Bilateral Extended Reporting Period Provision

Bilateral Extended Reporting Period Provision

Investopedia / Theresa Chiechi

What is Bilateral Extended Reporting Period Provision

Bilateral Extended Reporting Period Provision is a reporting period extension provided to policyholders in claims-made liability insurance policies. These provisions apply to claims made after the retroactive date, and after the policy has been canceled, non-renewed, or changed to a different type of liability policy.

Also called two-tail or two-way extended reporting provisions.

Key Takeaways

  • Bilateral extended reporting provision allows business owners to report claims after a claims-made policy has expired.
  • The reporting period is generally extended for a finite period of time.
  • The coverage extension is generally offered free of cost when it is offered by the insurer, but costs more in premium when it is requested by the insured.

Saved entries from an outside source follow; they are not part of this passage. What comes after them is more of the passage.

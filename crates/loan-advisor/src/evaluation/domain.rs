use serde::{Deserialize, Serialize};

/// Position of an applicant on the case. The primary applicant is always listed first.
#[derive(Debug, Clone, Copy, PartialEq, Eq, Serialize, Deserialize)]
pub enum ApplicantRole {
    #[serde(rename = "hovedsoker")]
    Primary,
    #[serde(rename = "medsoker")]
    CoApplicant,
}

impl ApplicantRole {
    pub const fn label(self) -> &'static str {
        match self {
            ApplicantRole::Primary => "primary",
            ApplicantRole::CoApplicant => "co-applicant",
        }
    }
}

#[derive(Debug, Clone, PartialEq, Serialize, Deserialize)]
pub struct Applicant {
    #[serde(rename = "rolle")]
    pub role: ApplicantRole,
    #[serde(rename = "inntekt")]
    pub income: f64,
    #[serde(rename = "arbeidsstatus")]
    pub employment_status: String,
}

/// Outstanding debt broken down by category, in kroner.
#[derive(Debug, Clone, PartialEq, Serialize, Deserialize)]
pub struct Debts {
    #[serde(rename = "studielaan")]
    pub student_loan: f64,
    #[serde(rename = "forbrukslaan")]
    pub consumer_loan: f64,
    #[serde(rename = "kredittkort_ramme")]
    pub credit_card_limit: f64,
    #[serde(rename = "billaan")]
    pub car_loan: f64,
}

/// Canonical payload posted to the evaluation service.
///
/// Amounts that failed to coerce are carried as NaN and serialise as `null`; catching
/// them is the job of whatever validates the form before submission.
#[derive(Debug, Clone, PartialEq, Serialize, Deserialize)]
pub struct EvaluationRequest {
    #[serde(rename = "kunde_ID")]
    pub customer_id: String,
    #[serde(rename = "laanetype_ønsket")]
    pub loan_type_requested: String,
    #[serde(rename = "laan_oensket")]
    pub requested_loan_amount: f64,
    #[serde(rename = "bolig_verdi")]
    pub property_value: f64,
    #[serde(rename = "egenkapital")]
    pub equity: f64,
    #[serde(rename = "egenkapital_kilde")]
    pub equity_source: String,
    #[serde(rename = "gjeld")]
    pub debts: Debts,
    #[serde(rename = "banker_soekt")]
    pub banks_applied: Vec<String>,
    #[serde(rename = "sokere")]
    pub applicants: Vec<Applicant>,
    #[serde(rename = "barn_under_18")]
    pub children_under_18: Option<i64>,
}

impl EvaluationRequest {
    pub fn has_co_applicant(&self) -> bool {
        self.applicants
            .iter()
            .any(|applicant| applicant.role == ApplicantRole::CoApplicant)
    }
}

/// Flat single-applicant payload understood by earlier deployments of the evaluation service.
#[derive(Debug, Clone, PartialEq, Serialize, Deserialize)]
pub struct LegacyEvaluationRequest {
    #[serde(rename = "kunde_ID")]
    pub customer_id: String,
    #[serde(rename = "laanetype_ønsket")]
    pub loan_type_requested: String,
    #[serde(rename = "inntekt")]
    pub income: f64,
    #[serde(rename = "total_gjeld")]
    pub total_debt: f64,
    #[serde(rename = "laan_oensket")]
    pub requested_loan_amount: f64,
    #[serde(rename = "bolig_verdi")]
    pub property_value: f64,
    #[serde(rename = "husholdning_størrelse")]
    pub household_size: Option<i64>,
    #[serde(rename = "utgifter")]
    pub expenses: f64,
    #[serde(rename = "inntekt_mnd")]
    pub monthly_income: Option<i64>,
    #[serde(rename = "anmerkning")]
    pub negative_credit_mark: bool,
}

/// Body of a submission in whichever shape the deployment expects.
#[derive(Debug, Clone, PartialEq, Serialize)]
#[serde(untagged)]
pub enum EvaluationPayload {
    Canonical(EvaluationRequest),
    Legacy(LegacyEvaluationRequest),
}

impl EvaluationPayload {
    pub fn customer_id(&self) -> &str {
        match self {
            EvaluationPayload::Canonical(request) => &request.customer_id,
            EvaluationPayload::Legacy(request) => &request.customer_id,
        }
    }
}

/// Estimated approval likelihood at one bank, as a percentage.
#[derive(Debug, Clone, PartialEq, Serialize, Deserialize)]
pub struct BankChance {
    #[serde(rename = "navn", alias = "name")]
    pub bank_name: String,
    pub chance: f64,
}

#[derive(Debug, Clone, PartialEq, Default)]
pub struct EvaluationReport {
    pub case_id: Option<String>,
    pub risk_flags: Vec<String>,
    pub suggestions: Vec<String>,
    pub bank_chances: Vec<BankChance>,
}

/// Response from the evaluation service, discriminated on the `success` flag.
///
/// A `Failure` is a normal answer from a reachable service and is rendered, not raised.
#[derive(Debug, Clone, PartialEq, Serialize, Deserialize)]
#[serde(from = "WireEvaluationResult", into = "WireEvaluationResult")]
pub enum EvaluationResult {
    Success(EvaluationReport),
    Failure { message: Option<String> },
}

impl EvaluationResult {
    pub fn is_success(&self) -> bool {
        matches!(self, EvaluationResult::Success(_))
    }
}

#[derive(Debug, Clone, Serialize, Deserialize)]
struct WireEvaluationResult {
    success: bool,
    #[serde(rename = "case_ID", default, skip_serializing_if = "Option::is_none")]
    case_id: Option<String>,
    #[serde(default, skip_serializing_if = "Vec::is_empty")]
    risk_flags: Vec<String>,
    #[serde(
        rename = "løsningsforslag",
        alias = "suggestions",
        default,
        skip_serializing_if = "Vec::is_empty"
    )]
    suggestions: Vec<String>,
    #[serde(default, skip_serializing_if = "Vec::is_empty")]
    bank_chances: Vec<BankChance>,
    #[serde(default, skip_serializing_if = "Option::is_none")]
    message: Option<String>,
}

impl From<WireEvaluationResult> for EvaluationResult {
    fn from(wire: WireEvaluationResult) -> Self {
        if wire.success {
            EvaluationResult::Success(EvaluationReport {
                case_id: wire.case_id,
                risk_flags: wire.risk_flags,
                suggestions: wire.suggestions,
                bank_chances: wire.bank_chances,
            })
        } else {
            EvaluationResult::Failure {
                message: wire.message,
            }
        }
    }
}

impl From<EvaluationResult> for WireEvaluationResult {
    fn from(result: EvaluationResult) -> Self {
        match result {
            EvaluationResult::Success(report) => WireEvaluationResult {
                success: true,
                case_id: report.case_id,
                risk_flags: report.risk_flags,
                suggestions: report.suggestions,
                bank_chances: report.bank_chances,
                message: None,
            },
            EvaluationResult::Failure { message } => WireEvaluationResult {
                success: false,
                case_id: None,
                risk_flags: Vec::new(),
                suggestions: Vec::new(),
                bank_chances: Vec::new(),
                message,
            },
        }
    }
}
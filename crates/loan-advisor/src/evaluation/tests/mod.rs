mod common;
mod request;
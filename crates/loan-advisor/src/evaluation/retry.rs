//! Optional retry with exponential backoff for evaluation calls.
//!
//! Only transport failures (connection refused, timeouts) are retried. Whatever the
//! service answers, including error statuses, is returned to the caller untouched.

use std::future::Future;
use std::time::Duration;

use tracing::warn;

const DEFAULT_BASE_DELAY: Duration = Duration::from_millis(200);

/// How many extra attempts a submission may make after a transport failure.
#[derive(Debug, Clone, Copy, PartialEq, Eq)]
pub struct RetryPolicy {
    pub max_retries: u32,
    pub base_delay: Duration,
}

impl Default for RetryPolicy {
    fn default() -> Self {
        Self::single_attempt()
    }
}

impl RetryPolicy {
    pub const fn single_attempt() -> Self {
        Self {
            max_retries: 0,
            base_delay: DEFAULT_BASE_DELAY,
        }
    }

    /// Delay before retry number `attempt` (zero based): base, 2x base, 4x base, ...
    pub fn delay_for(&self, attempt: u32) -> Duration {
        let factor = 2u32.checked_pow(attempt).unwrap_or(u32::MAX);
        self.base_delay.saturating_mul(factor)
    }
}

pub(crate) async fn send_with_retry<F, Fut>(
    policy: &RetryPolicy,
    send: F,
) -> Result<reqwest::Response, reqwest::Error>
where
    F: Fn() -> Fut,
    Fut: Future<Output = Result<reqwest::Response, reqwest::Error>>,
{
    for attempt in 0..policy.max_retries {
        match send().await {
            Ok(response) => return Ok(response),
            Err(err) => {
                let delay = policy.delay_for(attempt);
                warn!(
                    attempt = attempt + 1,
                    max_retries = policy.max_retries,
                    "evaluation request failed, retrying in {delay:?}: {err}"
                );
                tokio::time::sleep(delay).await;
            }
        }
    }
    send().await
}

#[cfg(test)]
mod tests {
    use super::*;
    use std::sync::atomic::{AtomicU32, Ordering};
    use std::sync::Arc;

    async fn closed_port_request(calls: Arc<AtomicU32>) -> Result<reqwest::Response, reqwest::Error> {
        calls.fetch_add(1, Ordering::SeqCst);
        reqwest::Client::builder()
            .timeout(Duration::from_millis(200))
            .build()
            .expect("client builds")
            .post("http://127.0.0.1:1/api/evaluate_case")
            .send()
            .await
    }

    #[test]
    fn backoff_doubles_per_attempt() {
        let policy = RetryPolicy {
            max_retries: 3,
            base_delay: Duration::from_millis(100),
        };
        assert_eq!(policy.delay_for(0), Duration::from_millis(100));
        assert_eq!(policy.delay_for(2), Duration::from_millis(400));
    }

    #[tokio::test]
    async fn default_policy_makes_one_attempt() {
        let calls = Arc::new(AtomicU32::new(0));
        let policy = RetryPolicy::default();

        let result = send_with_retry(&policy, || closed_port_request(calls.clone())).await;

        assert!(result.is_err());
        assert_eq!(calls.load(Ordering::SeqCst), 1);
    }

    #[tokio::test]
    async fn exhausts_configured_retries_on_transport_failure() {
        let calls = Arc::new(AtomicU32::new(0));
        let policy = RetryPolicy {
            max_retries: 2,
            base_delay: Duration::from_millis(5),
        };

        let result = send_with_retry(&policy, || closed_port_request(calls.clone())).await;

        assert!(result.is_err(), "closed port must fail");
        assert_eq!(calls.load(Ordering::SeqCst), 3);
    }
}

Understanding Bilateral Extended Reporting Period Provision

Businesses that purchase claims-made liability insurance may ultimately not continue to use the same policy for a number of reasons. The policy may be canceled or not renewed; it may be replaced with a different type of liability policy, such as an occurrence policy; or it may be replaced with a claims-made policy with a different retroactive date, which is more beneficial to the policyholder because it covers claims from a longer period of time. These businesses, however, will want to make sure that they are covered from claims at all times.

Reporting Extension

A claims-made policy provides coverage when a claim is made against the policy, regardless of when the claim event took place. A claims-made policy is most likely to be purchased when there is a delay between when claims are filed and when they occur. Business insurance policies are often offered as either a claims-made policy or an occurrence policy. While the claims-made policy provides coverage for claims when the event is reported, the occurrence policy provides coverage when the event occurs.

In some cases, the extended reporting period coverage is not an option that can be added by the insured, and instead is an option that can only be added by the insurer. The insurer will provide coverage over an extended reporting period, if the insurer is the party that cancels the policy or does not allow it to be renewed. This is referred to as a one-way tail. This differs from a bilateral extended reporting period provision, in that the insured does not have the option of purchasing the extension.

Bilateral extended reporting period coverage is usually provided free-of-cost, if the insurer is the party who decides not to let the policy renew, cancels the policy, or changes the type of liability policy. A supplemental or optional extended reporting period may be offered by the insurer at the request of the insured, and is likely to cost the insured more in terms of premium to be paid.

The bilateral extended reporting period provision is added to the policy contract, and allows the policyholder to continue to report claims to the insurance company. The reporting period is typically extended for a finite period of time, such as 60 days.

Example of Bilateral Extended Reporting Provision

Vicky owns a small business and the claims-made insurance policy for her business expires on January 2, 2020. She forgets to renew her policy until a later date. Meanwhile, a claim is filed against her business on January 26, 2020.

The insurer has offered an extended reporting period of 60 days to her in the policy. This means that she can report claims filed against her business up to March 2, 2020. Because January 26 falls within that period, the insurance company is responsible for honoring the claim.